With a circuit like this one, there are two options: the brute-force approach or the FACTs. For the first one, you can apply the superposition theorem with the input voltage alternatively biasing \$R_1\$ and \$R_3\$ or use the more mathematical KVL-/KCL-based approached described by Jan in his answer.

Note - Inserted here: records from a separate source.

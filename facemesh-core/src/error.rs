use std::fmt;

use thiserror::Error;

/// Inference stage an error originated from.
#[derive(Debug, Clone, Copy, PartialEq, Eq, Hash)]
pub enum Stage {
    Detection,
    Mesh,
    Iris,
    Embedding,
    Segmentation,
}

impl Stage {
    pub fn as_str(self) -> &'static str {
        match self {
            Stage::Detection => "detection",
            Stage::Mesh => "mesh",
            Stage::Iris => "iris",
            Stage::Embedding => "embedding",
            Stage::Segmentation => "segmentation",
        }
    }
}

impl fmt::Display for Stage {
    fn fmt(&self, f: &mut fmt::Formatter<'_>) -> fmt::Result {
        f.write_str(self.as_str())
    }
}

/// Errors surfaced by the face pipeline.
///
/// Detection-stage errors abort a call. Alignment, mesh and iris errors are recorded
/// per face and never discard the other faces of the same image.
#[derive(Debug, Error)]
pub enum FaceMeshError {
    #[error("failed to decode image: {0}")]
    Decode(String),
    #[error("degenerate alignment geometry: {0}")]
    Alignment(String),
    #[error("{stage} inference failed: {source:#}")]
    Inference {
        stage: Stage,
        #[source]
        source: anyhow::Error,
    },
    #[error("{stage} model returned unexpected output: {detail}")]
    InvalidOutput { stage: Stage, detail: String },
    #[error("model pool is not initialized")]
    PoolNotInitialized,
    #[error("worker did not become ready within {0:?}")]
    WorkerTimeout(std::time::Duration),
    #[error("pipeline has been disposed")]
    Disposed,
    #[error("initialization failed: {0:#}")]
    Initialization(#[source] anyhow::Error),
}

impl FaceMeshError {
    pub(crate) fn inference(stage: Stage, source: anyhow::Error) -> Self {
        FaceMeshError::Inference { stage, source }
    }

    pub(crate) fn invalid_output(stage: Stage, detail: impl Into<String>) -> Self {
        FaceMeshError::InvalidOutput {
            stage,
            detail: detail.into(),
        }
    }

    /// Whether the error only affects one face rather than the whole call.
    pub fn is_per_face(&self) -> bool {
        match self {
            FaceMeshError::Alignment(_) => true,
            FaceMeshError::Inference { stage, .. } | FaceMeshError::InvalidOutput { stage, .. } => {
                matches!(stage, Stage::Mesh | Stage::Iris)
            }
            _ => false,
        }
    }
}
// SPDX-FileCopyrightText: 2026 Wuzzy Contributors
// SPDX-License-Identifier: MIT OR Apache-2.0

//! Wall-clock source.

use chrono::{DateTime, Utc};

/// Source of the current time, injected so tests can pin it.
pub trait Clock: Send + Sync + 'static {
    fn now(&self) -> DateTime<Utc>;

    /// Current time as Unix epoch milliseconds.
    fn now_millis(&self) -> i64 {
        self.now().timestamp_millis()
    }
}

/// The real system clock.
#[derive(Debug, Clone, Copy, Default)]
pub struct SystemClock;

impl Clock for SystemClock {
    fn now(&self) -> DateTime<Utc> {
        Utc::now()
    }
}
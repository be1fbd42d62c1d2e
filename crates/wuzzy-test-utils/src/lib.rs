// SPDX-FileCopyrightText: 2026 Wuzzy Contributors
// SPDX-License-Identifier: MIT OR Apache-2.0

//! Test doubles for the Wuzzy analytics pipeline.
//!
//! Provides deterministic stand-ins for every external collaborator so the
//! session and queue state machines can be driven step by step.
//!
//! # Components
//!
//! - [`MockTransport`] - scripted analytics API with request capture
//! - [`ManualScheduler`] - records armed timers; tests fire them by hand
//! - [`FixedClock`] - wall clock that only moves when told to
//! - [`sample_query`] - `UbiQuery` fixture builder

pub mod clock;
pub mod fixtures;
pub mod mock_transport;
pub mod scheduler;

pub use clock::FixedClock;
pub use fixtures::sample_query;
pub use mock_transport::{BatchGate, MockTransport};
pub use scheduler::ManualScheduler;
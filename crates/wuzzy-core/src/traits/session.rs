// SPDX-FileCopyrightText: 2026 Wuzzy Contributors
// SPDX-License-Identifier: MIT OR Apache-2.0

//! Session renewal hook used by the delivery queue.

use async_trait::async_trait;

use crate::error::AnalyticsError;

/// Replaces an expired analytics session.
#[async_trait]
pub trait SessionRenewal: Send + Sync + 'static {
    /// Requests a fresh session and returns the new client identity.
    ///
    /// `previous_client_id` is the identity carried by the rejected batch; a
    /// wallet address embedded in it is re-associated with the new session.
    async fn renew_session(
        &self,
        previous_client_id: Option<&str>,
    ) -> Result<String, AnalyticsError>;
}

The second approach that I favor most of the time consists of determining the time constant of this circuit as described by the fast analytical circuits techniques or FACTs. As described in my book on the subject, the principle is simple: determine the time constant involving \$C_1\$ when the excitation is reduced to 0 V (\$V_{in}\$ is replaced by a short circuit) and when the response is nulled. We can start by setting \$s\$ to 0 (dc gain) and see what gain does this circuit exhibit. The below drawing shows the step for this dc analysis. If you do the maths ok (via superposition for instance), you find a gain of 1 regardless of the resistors values:

You then carry on with turning the source off and determining the resistance "seen" from \$C_1\$ terminals. It's easy in this case as it is \$R_1\$ and you have \$\tau_1=R_1C_1\$. Because with a 1st-order circuit the pole is the inverse of the time constant. The pole position is immediate and equal to \$\omega_p=\frac{1}{R_1C_1}\$. For the zero, either you determine the value of \$R\$ when the output is a null or you determine the gain of the circuit at high frequency e.g. when \$C_1\$ is replaced by a short circuit: \$H^1=-\frac{R_4}{R_3}\$. Applying this result by following the guidelines you have a zero located at \$\omega_z=-\frac{R_3}{R_4R_1C_1}\$ and this is a right-half-plane zero (RHPZ).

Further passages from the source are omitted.